Obecnie segment sztucznej inteligencji robi się coraz bardziej zapełniony. ChatGPT, Google Bard, a teraz również Claude 2. Pojawia się zatem pytanie czy niebawem pojawi się więcej czatbotów AI godnych konkurowania z obecnym liderem rynku, czyli ChatemGPT od firmy OpenAI.

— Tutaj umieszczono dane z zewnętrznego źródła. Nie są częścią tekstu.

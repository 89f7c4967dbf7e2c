use std::net::SocketAddr;
use std::path::Path;
use std::sync::atomic::{AtomicU64, Ordering};
use std::sync::Arc;
use std::time::Duration;
use tokio::net::{TcpListener, TcpStream};
use tokio_rustls::TlsAcceptor;
use tokio_util::sync::CancellationToken;
use tracing::{debug, error, info, warn};

use crate::config::{ConnectionConfig, ServerConfig};
use crate::crypto::PayloadCipher;
use crate::events::{EventHandler, NoopEvents};
use crate::tcp::{BoxedTransport, Connection, Registry};
use crate::tls;
use crate::transfer::FolderSummary;
use crate::types::{ConnectionId, Envelope, Result, TetherError};

/// Upper bound for a TLS handshake on an accepted socket
const HANDSHAKE_TIMEOUT: Duration = Duration::from_secs(10);

pub struct ServerBuilder {
    config: ServerConfig,
    events: Option<Arc<dyn EventHandler>>,
    cipher: Option<Arc<dyn PayloadCipher>>,
}

impl ServerBuilder {
    pub fn handler(mut self, events: impl EventHandler) -> Self {
        self.events = Some(Arc::new(events));
        self
    }

    /// Override the cipher derived from the configured passphrase
    pub fn cipher(mut self, cipher: Arc<dyn PayloadCipher>) -> Self {
        self.cipher = Some(cipher);
        self
    }

    /// Bind the listening socket
    pub async fn bind(self) -> Result<Server> {
        self.config.validate()?;
        let acceptor = match &self.config.tls {
            Some(tls_config) => Some(tls::server_acceptor(tls_config)?),
            None => None,
        };

        let listener = TcpListener::bind(&self.config.bind_address).await?;
        let local_addr = listener.local_addr()?;
        info!(
            "Tether server bound to {} (tls={})",
            local_addr,
            acceptor.is_some()
        );

        let cipher = self.cipher.or_else(|| self.config.connection.cipher());
        Ok(Server {
            listener,
            acceptor,
            handle: ServerHandle {
                inner: Arc::new(ServerInner {
                    local_addr,
                    registry: Registry::new(),
                    next_id: AtomicU64::new(1),
                    connection_config: Arc::new(self.config.connection),
                    cipher,
                    events: self
                        .events
                        .unwrap_or_else(|| Arc::new(NoopEvents) as Arc<dyn EventHandler>),
                    shutdown: CancellationToken::new(),
                }),
            },
        })
    }
}

struct ServerInner {
    local_addr: SocketAddr,
    registry: Registry,
    /// Ids are handed out once and never reused
    next_id: AtomicU64,
    connection_config: Arc<ConnectionConfig>,
    cipher: Option<Arc<dyn PayloadCipher>>,
    events: Arc<dyn EventHandler>,
    shutdown: CancellationToken,
}

/// Multi-client tether server
pub struct Server {
    listener: TcpListener,
    acceptor: Option<TlsAcceptor>,
    handle: ServerHandle,
}

impl Server {
    pub fn builder(config: ServerConfig) -> ServerBuilder {
        ServerBuilder {
            config,
            events: None,
            cipher: None,
        }
    }

    /// Get the local address this server is bound to
    pub fn local_addr(&self) -> SocketAddr {
        self.handle.inner.local_addr
    }

    /// Handle for sending to and managing connections while the server runs
    pub fn handle(&self) -> ServerHandle {
        self.handle.clone()
    }

    /// Accept connections until [`ServerHandle::shutdown`] is called
    pub async fn run(self) -> Result<()> {
        let inner = self.handle.inner.clone();
        info!("Tether server starting on {}", inner.local_addr);
        inner.events.on_server_started();

        loop {
            let (socket, addr) = tokio::select! {
                _ = inner.shutdown.cancelled() => break,
                accepted = self.listener.accept() => match accepted {
                    Ok(accepted) => accepted,
                    Err(e) => {
                        error!("Failed to accept connection: {}", e);
                        continue;
                    }
                },
            };

            let id = ConnectionId(inner.next_id.fetch_add(1, Ordering::SeqCst));
            info!("New connection {} from {}", id, addr);
            tokio::spawn(serve_connection(
                inner.clone(),
                self.acceptor.clone(),
                socket,
                addr,
                id,
            ));
        }

        drop(self.listener);
        for conn in inner.registry.drain().await {
            conn.close();
            conn.closed().await;
        }
        info!("Tether server on {} stopped", inner.local_addr);
        Ok(())
    }
}

async fn serve_connection(
    inner: Arc<ServerInner>,
    acceptor: Option<TlsAcceptor>,
    socket: TcpStream,
    addr: SocketAddr,
    id: ConnectionId,
) {
    if let Err(e) = socket.set_nodelay(true) {
        debug!("Connection {}: set_nodelay failed: {}", id, e);
    }

    let transport: BoxedTransport = match acceptor {
        Some(acceptor) => {
            let handshake = tokio::time::timeout(HANDSHAKE_TIMEOUT, acceptor.accept(socket));
            let accepted = tokio::select! {
                _ = inner.shutdown.cancelled() => return,
                accepted = handshake => accepted,
            };
            match accepted {
                Ok(Ok(stream)) => Box::new(stream),
                Ok(Err(e)) => {
                    warn!("Connection {}: TLS handshake with {} failed: {}", id, addr, e);
                    return;
                }
                Err(_) => {
                    warn!("Connection {}: TLS handshake with {} timed out", id, addr);
                    return;
                }
            }
        }
        None => Box::new(socket),
    };

    let conn = Connection::new(
        id,
        transport,
        Some(addr),
        inner.connection_config.clone(),
        inner.cipher.clone(),
        inner.events.clone(),
    );
    // Registered and announced before anything is read from the peer
    inner.registry.insert(conn.clone()).await;
    inner.events.on_connected(id);
    conn.start();

    tokio::select! {
        _ = conn.closed() => {}
        _ = inner.shutdown.cancelled() => {
            conn.close();
            conn.closed().await;
        }
    }

    inner.registry.remove(id).await;
    inner.events.on_disconnected(id);
}

/// Cloneable control surface of a running [`Server`]
#[derive(Clone)]
pub struct ServerHandle {
    inner: Arc<ServerInner>,
}

impl ServerHandle {
    pub fn local_addr(&self) -> SocketAddr {
        self.inner.local_addr
    }

    /// Registered connection ids, ascending
    pub async fn connection_ids(&self) -> Vec<ConnectionId> {
        self.inner.registry.ids().await
    }

    pub async fn connection_count(&self) -> usize {
        self.inner.registry.len().await
    }

    pub async fn connection(&self, id: ConnectionId) -> Option<Arc<Connection>> {
        self.inner.registry.get(id).await
    }

    async fn require(&self, id: ConnectionId) -> Result<Arc<Connection>> {
        self.connection(id).await.ok_or(TetherError::NotFound(id))
    }

    pub async fn send(&self, id: ConnectionId, envelope: Envelope, close_after: bool) -> Result<()> {
        self.require(id).await?.send(envelope, close_after).await
    }

    pub async fn send_message(
        &self,
        id: ConnectionId,
        text: impl Into<String>,
        encrypt: bool,
        close_after: bool,
    ) -> Result<()> {
        self.require(id)
            .await?
            .send_message(text, encrypt, close_after)
            .await
    }

    pub async fn send_command(
        &self,
        id: ConnectionId,
        text: impl Into<String>,
        encrypt: bool,
        close_after: bool,
    ) -> Result<()> {
        self.require(id)
            .await?
            .send_command(text, encrypt, close_after)
            .await
    }

    pub async fn send_file(
        &self,
        id: ConnectionId,
        source: impl AsRef<Path>,
        target: &str,
        encrypt: bool,
    ) -> Result<u64> {
        self.require(id)
            .await?
            .send_file(source, target, encrypt)
            .await
    }

    pub async fn send_folder(
        &self,
        id: ConnectionId,
        source: impl AsRef<Path>,
        target: &str,
        encrypt: bool,
    ) -> Result<FolderSummary> {
        self.require(id)
            .await?
            .send_folder(source, target, encrypt)
            .await
    }

    /// Send a message to every registered connection; returns the failures
    pub async fn broadcast_message(
        &self,
        text: &str,
        encrypt: bool,
    ) -> Vec<(ConnectionId, TetherError)> {
        let mut failures = Vec::new();
        for conn in self.inner.registry.snapshot().await {
            if let Err(e) = conn.send_message(text, encrypt, false).await {
                failures.push((conn.id(), e));
            }
        }
        failures
    }

    /// Send a command to every registered connection; returns the failures
    pub async fn broadcast_command(
        &self,
        text: &str,
        encrypt: bool,
    ) -> Vec<(ConnectionId, TetherError)> {
        let mut failures = Vec::new();
        for conn in self.inner.registry.snapshot().await {
            if let Err(e) = conn.send_command(text, encrypt, false).await {
                failures.push((conn.id(), e));
            }
        }
        failures
    }

    /// Close one connection; it leaves the registry once torn down
    pub async fn disconnect(&self, id: ConnectionId) -> Result<()> {
        let conn = self.require(id).await?;
        conn.close();
        conn.closed().await;
        Ok(())
    }

    /// Stop accepting and close every connection
    pub fn shutdown(&self) {
        info!("Tether server on {} shutting down", self.inner.local_addr);
        self.inner.shutdown.cancel();
    }
}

Więcej:Internauci odłączają Amazon Echo od prądu, bo odtwarza reklamy nawet z budzikiem
Komentarze czytelników
sabaru Senator
Ignazzio Konsul

Liczba przyjmowanych tokenów ("pamięć") nie równa się poziomowi AI. To raczej kwestia parametrów i i metod treningowych. Trudno mi na ten moment ocenić ale wątpie by Claud posiadał poziom GPT 4. Mocniejsze modele powstaną najpewniej od pół roku do roku. Nie zmienia to faktu, że pamięć przyszłych modeli będzie niemal nieograniczona co tylko pokazuje szybkość rozwoju technologii, bo darmowy ChatGPT już tak po 2 stronach tekstu traci pamięć. Naprawdę nie mogę się doczekać aż potężniejszy model wejdzie do użytku i ludzie kulturowo zaczną się uczyć na czym to tak naprawdę polega, bo to ciągłe czytanie o prostym autouzupełnianiu czy zwykłych algorytmach jest raczej smutne. Nie ma wątpliwości, że ludzi czeka przyspieszony kurs o tym czym jest inteligencja.
asasin24 Pretorianin
Ja jestem jedynie ciekawy, czy któryś z tych rzekomo licznych czatbotów (obecnie tak naprawdę jest dostępny aż 1, a niektórzy o tym mówią, jakby było kilkadziesiąt) nie będzie miał cenzury.
Ignazzio Konsul

Chatbotów jest sporo. ChatGPT (w płatnej wersji najlepszy obecnie model), Bard, Cloud o którym mowa w artykule są cenzurowane. Poza tym są jeszcze dziesiątki modeli opensource które odpalamy lokalnie gdy mamy wystarczająco mocną kartę (wiele z nich jest bez cenzury). Modele te są słabsze od GPT 4 ale niewiele (jeśli mowa o najlepszych). Jakość modeli, ich pamięć oraz dostępność drastycznie wzrośnie wraz z kolejnym mocnym modelem open source. Zapewne do pół roku czasu ale może i szybciej.